[Stored data]
=== Section Start ===

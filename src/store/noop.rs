//! [`StorageBackend`] that persists nothing.

// self
use crate::store::{StorageBackend, StoreFuture};

/// Backend for hosts without durable storage; every read misses.
#[derive(Clone, Copy, Debug, Default)]
pub struct NoopStorage;
impl StorageBackend for NoopStorage {
	fn get<'a>(&'a self, _key: &'a str) -> StoreFuture<'a, Option<String>> {
		Box::pin(async { Ok(None) })
	}

	fn set<'a>(&'a self, _key: &'a str, _value: String) -> StoreFuture<'a, ()> {
		Box::pin(async { Ok(()) })
	}

	fn remove<'a>(&'a self, _key: &'a str) -> StoreFuture<'a, ()> {
		Box::pin(async { Ok(()) })
	}
}
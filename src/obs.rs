//! Optional observability helpers for client flows.
//!
//! # Feature Flags
//!
//! - Enable `tracing` to emit spans named `growth_client.flow` with the `flow` and `stage`
//!   fields, plus warning events for backoff, request retries, and degraded storage.
//! - Enable `metrics` to increment the `growth_client_flow_total` counter for every
//!   attempt/success/failure, labeled by `flow` + `outcome`.

mod metrics;
mod tracing;

pub use metrics::*;
pub use tracing::*;

// self
use crate::_prelude::*;

/// Flow kinds observed by the client.
#[derive(Clone, Copy, Debug, PartialEq, Eq, Hash)]
pub enum FlowKind {
	/// Foreground token acquisition with backoff.
	TokenAcquisition,
	/// Timer-driven background refresh.
	ProactiveRefresh,
	/// Single business request dispatch.
	Dispatch,
	/// 401-triggered re-authentication and replay.
	Recovery,
	/// Request-level retry loop for credit-consuming operations.
	Retry,
}
impl FlowKind {
	/// Returns a stable label suitable for span or metric fields.
	pub const fn as_str(self) -> &'static str {
		match self {
			FlowKind::TokenAcquisition => "token_acquisition",
			FlowKind::ProactiveRefresh => "proactive_refresh",
			FlowKind::Dispatch => "dispatch",
			FlowKind::Recovery => "recovery",
			FlowKind::Retry => "retry",
		}
	}
}
impl Display for FlowKind {
	fn fmt(&self, f: &mut Formatter) -> FmtResult {
		f.write_str(self.as_str())
	}
}

/// Outcome labels recorded for each attempt.
#[derive(Clone, Copy, Debug, PartialEq, Eq, Hash)]
pub enum FlowOutcome {
	/// Entry to a client helper.
	Attempt,
	/// Successful completion.
	Success,
	/// Failure propagated back to the caller.
	Failure,
}
impl FlowOutcome {
	/// Returns a stable label suitable for span or metric fields.
	pub const fn as_str(self) -> &'static str {
		match self {
			FlowOutcome::Attempt => "attempt",
			FlowOutcome::Success => "success",
			FlowOutcome::Failure => "failure",
		}
	}
}
impl Display for FlowOutcome {
	fn fmt(&self, f: &mut Formatter) -> FmtResult {
		f.write_str(self.as_str())
	}
}
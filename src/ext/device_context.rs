//! Browser/device context provider contract.

// crates.io
use serde_json::Value;
// self
use crate::_prelude::*;

/// Plain key/value record describing the end-user's browser or device.
pub type DeviceContext = BTreeMap<String, Value>;

/// Supplies the optional context sent along with token requests.
pub trait DeviceContextProvider
where
	Self: Send + Sync,
{
	/// Collects the current context.
	fn context(&self) -> DeviceContext;
}

/// Provider returning a fixed record.
#[derive(Clone, Debug, Default, PartialEq)]
pub struct StaticDeviceContext(pub DeviceContext);
impl StaticDeviceContext {
	/// Adds or replaces one entry.
	pub fn with(mut self, key: impl Into<String>, value: impl Into<Value>) -> Self {
		self.0.insert(key.into(), value.into());

		self
	}
}
impl DeviceContextProvider for StaticDeviceContext {
	fn context(&self) -> DeviceContext {
		self.0.clone()
	}
}
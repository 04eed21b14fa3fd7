//! Request dispatcher: routing, header rules, transport call, and 401 recovery.

// crates.io
use serde::de::DeserializeOwned;
// self
use crate::{
	_prelude::*,
	auth::AuthMode,
	client::{Authorizer, GrowthClient, Recovery, RecoveryStep},
	envelope::{self, Envelope},
	error::{AuthError, ConfigError},
	http::{ApiRequest, HttpMethod},
	obs::{self, FlowKind, FlowOutcome, FlowSpan},
	router,
};

const UNAUTHORIZED: u16 = 401;

/// Builds the outbound header set for `mode`.
///
/// `Content-Type` is always present. `authorization` is attached as given (proxy clients pass
/// `None`). The fingerprint travels in `fingerprint_header` only outside public-key mode, where
/// it is already bound into the token.
pub fn build_headers(
	mode: &AuthMode,
	authorization: Option<String>,
	fingerprint_header: &str,
	fingerprint: Option<String>,
) -> Vec<(String, String)> {
	let mut headers = vec![("Content-Type".to_owned(), "application/json".to_owned())];

	if let Some(value) = authorization {
		headers.push(("Authorization".into(), value));
	}
	if let Some(value) = fingerprint.filter(|_| !mode.is_public_key()) {
		headers.push((fingerprint_header.into(), value));
	}

	headers
}

impl GrowthClient {
	/// Sends `path` (a canonical path, remapped in public-key mode) and returns its envelope.
	///
	/// Never fails: errors are downgraded with [`Error::into_envelope`].
	pub async fn request<T, B>(&self, method: HttpMethod, path: &str, body: Option<&B>) -> Envelope<T>
	where
		T: DeserializeOwned,
		B: ?Sized + Serialize,
	{
		self.dispatch(method, path, body).await.unwrap_or_else(Error::into_envelope)
	}

	pub(crate) async fn dispatch<T, B>(
		&self,
		method: HttpMethod,
		path: &str,
		body: Option<&B>,
	) -> Result<Envelope<T>>
	where
		T: DeserializeOwned,
		B: ?Sized + Serialize,
	{
		const KIND: FlowKind = FlowKind::Dispatch;

		let span = FlowSpan::new(KIND, "dispatch");

		obs::record_flow_outcome(KIND, FlowOutcome::Attempt);

		let result = span.instrument(self.dispatch_with_recovery(method, path, body)).await;

		match &result {
			Ok(_) => obs::record_flow_outcome(KIND, FlowOutcome::Success),
			Err(_) => obs::record_flow_outcome(KIND, FlowOutcome::Failure),
		}

		result
	}

	async fn dispatch_with_recovery<T, B>(
		&self,
		method: HttpMethod,
		path: &str,
		body: Option<&B>,
	) -> Result<Envelope<T>>
	where
		T: DeserializeOwned,
		B: ?Sized + Serialize,
	{
		let wire_path = router::route(&self.mode, path);
		let url = self.config.endpoint_url(&wire_path)?;
		let body = body.map(serde_json::to_vec).transpose().map_err(ConfigError::RequestEncode)?;
		let mut recovery = Recovery::new();

		loop {
			let authorization = match self.authorization().await {
				Ok(authorization) => authorization,
				Err(e) => {
					recovery.finish();

					return Err(e.into());
				},
			};
			let fingerprint =
				if self.mode.is_public_key() { None } else { self.fingerprint.get().await };
			let request = ApiRequest {
				method,
				url: url.clone(),
				headers: build_headers(
					&self.mode,
					authorization,
					&self.config.fingerprint_header,
					fingerprint,
				),
				body: body.clone(),
			};
			let response = match self.transport.send(request).await {
				Ok(response) => response,
				Err(e) => {
					recovery.finish();

					return Err(e.into());
				},
			};

			if let (UNAUTHORIZED, Authorizer::PublicKey(manager)) =
				(response.status, &self.authorizer)
			{
				match recovery.on_unauthorized() {
					RecoveryStep::Recover => {
						obs::record_transition(FlowKind::Recovery, "recovering");
						manager.invalidate().await;

						if let Err(e) = manager.valid_token().await {
							recovery.finish();

							return Err(e.into());
						}

						recovery.on_reacquired();
						obs::record_transition(FlowKind::Recovery, "replaying");

						continue;
					},
					RecoveryStep::Surface => {
						obs::record_transition(FlowKind::Recovery, "surfaced");

						return Err(AuthError::Unauthorized.into());
					},
				}
			}

			recovery.finish();

			return envelope::decode(response.status, &response.body);
		}
	}

	async fn authorization(&self) -> Result<Option<String>, AuthError> {
		match &self.authorizer {
			Authorizer::Proxy => Ok(None),
			Authorizer::Direct(secret) => Ok(Some(secret.bearer())),
			Authorizer::PublicKey(manager) => Ok(Some(manager.valid_token().await?.value.bearer())),
		}
	}
}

=== Section End ===

Would you print exactly the lines from the first line of the entries above through the line that has "impl StorageBackend for", both included, and stop there?

filename src/store/noop.rs
//! [`StorageBackend`] that persists nothing.

// self
use crate::store::{StorageBackend, StoreFuture};

/// Backend for hosts without durable storage; every read misses.
#[derive(Clone, Copy, Debug, Default)]
pub struct NoopStorage;
impl StorageBackend for NoopStorage {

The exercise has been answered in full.